There is a knockoff of this game called Alligator Omaha, for which this page will also apply. Alligator Omaha can be found at the Casino Miami.
Rules
The following rules assume the reader already knows standard poker rules, including hand order. In classic Omaha, each player gets four hole cards in addition to five community cards. The player must use exactly two hole cards and three community cards as the poker value of his hand. The following are the specific rules to Super Omaha.
- One standard 52-card deck of playing cards is used, shuffled before every deal.
- Play begins with the player making the mandatory Ante wager. The player may also make the optional High Hand side bet at this point.

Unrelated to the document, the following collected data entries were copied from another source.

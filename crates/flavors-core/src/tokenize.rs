//! Splitting raw input lines into flavor texts.
//!
//! A flavor text is a phrase terminated by [`MARKER`]. A line such as
//! `Thinking... Moonwalking...` holds two of them. Text after the last marker
//! has no terminator and is ignored, so a line without any marker yields
//! nothing. Segments that are blank after trimming are dropped silently.

/// The literal sequence that terminates a flavor text.
pub const MARKER: &str = "...";

/// Returns the flavor texts in `line`, left to right.
///
/// Each phrase is trimmed of surrounding whitespace. This never fails:
/// malformed lines simply produce no phrases.
pub fn tokenize(line: &str) -> impl Iterator<Item = &str> {
    let mut segments = line.split(MARKER).peekable();
    std::iter::from_fn(move || {
        while let Some(segment) = segments.next() {
            // The final segment is never followed by a marker.
            segments.peek()?;
            let phrase = segment.trim();
            if !phrase.is_empty() {
                return Some(phrase);
            }
        }
        None
    })
}
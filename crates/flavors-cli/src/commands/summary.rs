//! Summary command for showing flavor text counts.
//!
//! This module implements `cc-flavors summary` (also the default command) with an
//! optional `--since` bound and two output formats (box table, JSON).

use std::io::Write;

use anyhow::Result;
use chrono::{DateTime, Utc};
use flavors_core::{aggregate, render_summary};
use flavors_db::Database;

/// Output format for the summary.
#[derive(Debug, Clone, Copy, PartialEq, Eq)]
pub enum Format {
    Table,
    Json,
}

/// Runs the summary command, writing the result to `writer`.
pub fn run<W: Write>(
    writer: &mut W,
    db: &Database,
    since: Option<DateTime<Utc>>,
    format: Format,
) -> Result<()> {
    let events = db.list_events(since)?;
    let rows = aggregate(&events);
    tracing::debug!(events = events.len(), rows = rows.len(), "aggregated flavor events");

    match format {
        Format::Table => write!(writer, "{}", render_summary(&rows))?,
        Format::Json => writeln!(writer, "{}", serde_json::to_string_pretty(&rows)?)?,
    }
    Ok(())
}
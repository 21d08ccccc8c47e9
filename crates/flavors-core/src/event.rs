//! Recorded flavor text occurrences.

use chrono::{DateTime, Utc};
use serde::{Deserialize, Serialize};

use crate::types::FlavorText;

/// One recorded occurrence of a flavor text.
///
/// Events are immutable once recorded. Timestamps are not unique: several
/// phrases ingested in the same instant share an `occurred_at`.
#[derive(Debug, Clone, PartialEq, Eq, Serialize, Deserialize)]
pub struct FlavorEvent {
    /// The phrase that was seen.
    pub text: FlavorText,
    /// When the phrase was ingested.
    pub occurred_at: DateTime<Utc>,
}

impl FlavorEvent {
    pub const fn new(text: FlavorText, occurred_at: DateTime<Utc>) -> Self {
        Self { text, occurred_at }
    }
}

#[cfg(test)]
mod tests {
    use super::*;

    #[test]
    fn event_serialization_roundtrip() {
        let event = FlavorEvent::new(
            FlavorText::new("Moonwalking").unwrap(),
            DateTime::parse_from_rfc3339("2025-01-01T00:00:00Z")
                .unwrap()
                .with_timezone(&Utc),
        );

        let json = serde_json::to_string(&event).unwrap();
        let parsed: FlavorEvent = serde_json::from_str(&json).unwrap();

        assert_eq!(parsed, event);
    }

    #[test]
    fn event_rejects_empty_text() {
        let json = r#"{
            "text": "",
            "occurred_at": "2024-01-01T00:00:00Z"
        }"#;
        let result: Result<FlavorEvent, _> = serde_json::from_str(json);
        assert!(result.is_err());
    }
}
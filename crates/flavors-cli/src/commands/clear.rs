//! Clear command for deleting all recorded flavor texts.
//!
//! The decision to clear is made before the store is touched: either `--yes`
//! was given or the user answered the prompt. [`run`] only acts on that decision
//! and opens the store only when it is positive.

use std::io::{BufRead, Write};

use anyhow::{Context, Result};
use flavors_db::Database;

const PROMPT: &str = "Delete all recorded flavor texts? [y/N] ";

/// Asks for confirmation on `prompt_writer` and reads the answer from `reader`.
///
/// Only `y` or `yes` (any case) confirms. End of input declines.
pub fn confirm<R: BufRead, W: Write>(mut reader: R, prompt_writer: &mut W) -> Result<bool> {
    write!(prompt_writer, "{PROMPT}")?;
    prompt_writer.flush()?;

    let mut answer = String::new();
    reader
        .read_line(&mut answer)
        .context("failed to read confirmation")?;
    let answer = answer.trim();
    Ok(answer.eq_ignore_ascii_case("y") || answer.eq_ignore_ascii_case("yes"))
}

/// Clears the store if `confirmed`, reporting the outcome on `writer`.
///
/// The store is only opened, through `open`, once the clear is confirmed, so
/// declining never creates or touches a database. Returns the number of
/// events deleted.
pub fn run<W, F>(writer: &mut W, confirmed: bool, open: F) -> Result<usize>
where
    W: Write,
    F: FnOnce() -> Result<Database>,
{
    if !confirmed {
        writeln!(writer, "Aborted.")?;
        return Ok(0);
    }
    let mut db = open()?;
    let deleted = db.clear_events()?;
    writeln!(writer, "Cleared {deleted} flavor events.")?;
    Ok(deleted)
}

- The player and dealer each receive four cards, face-down, and five community cards are placed face-down. Players may not exchange information about their hole cards.
- Three of the community cards are then revealed, and the player makes one of the following choices:
- Fold, forfeiting the Ante wager (although the High Hand wager remains in play until the end of the round)
- Make a Flop wager equal to any amount between 1x and 3x the Ante wager.
- The dealer then reveals his hole cards, and then exposes the final two community cards.
- The player and dealer will then make the best possible five-card poker hand, using exactly two of their hole cards and exactly three of the community cards, and these hands are compared as follows:
- If the dealer’s hand beats the player’s hand, the player loses and their Ante and Flop wagers are collected.
- If the dealer’s hand ties the player’s hand, the Ante and Flop wagers push.
- If the player’s hand beats the dealer’s hand, the Flop wager is paid even money and the Ante wager is resolved according to the pay table below.
- Finally, the High Hand wager is resolved by comparing the player’s hand to the desired paytable, according to the pay table below.
The following table shows three known pay tables for the Flop bet.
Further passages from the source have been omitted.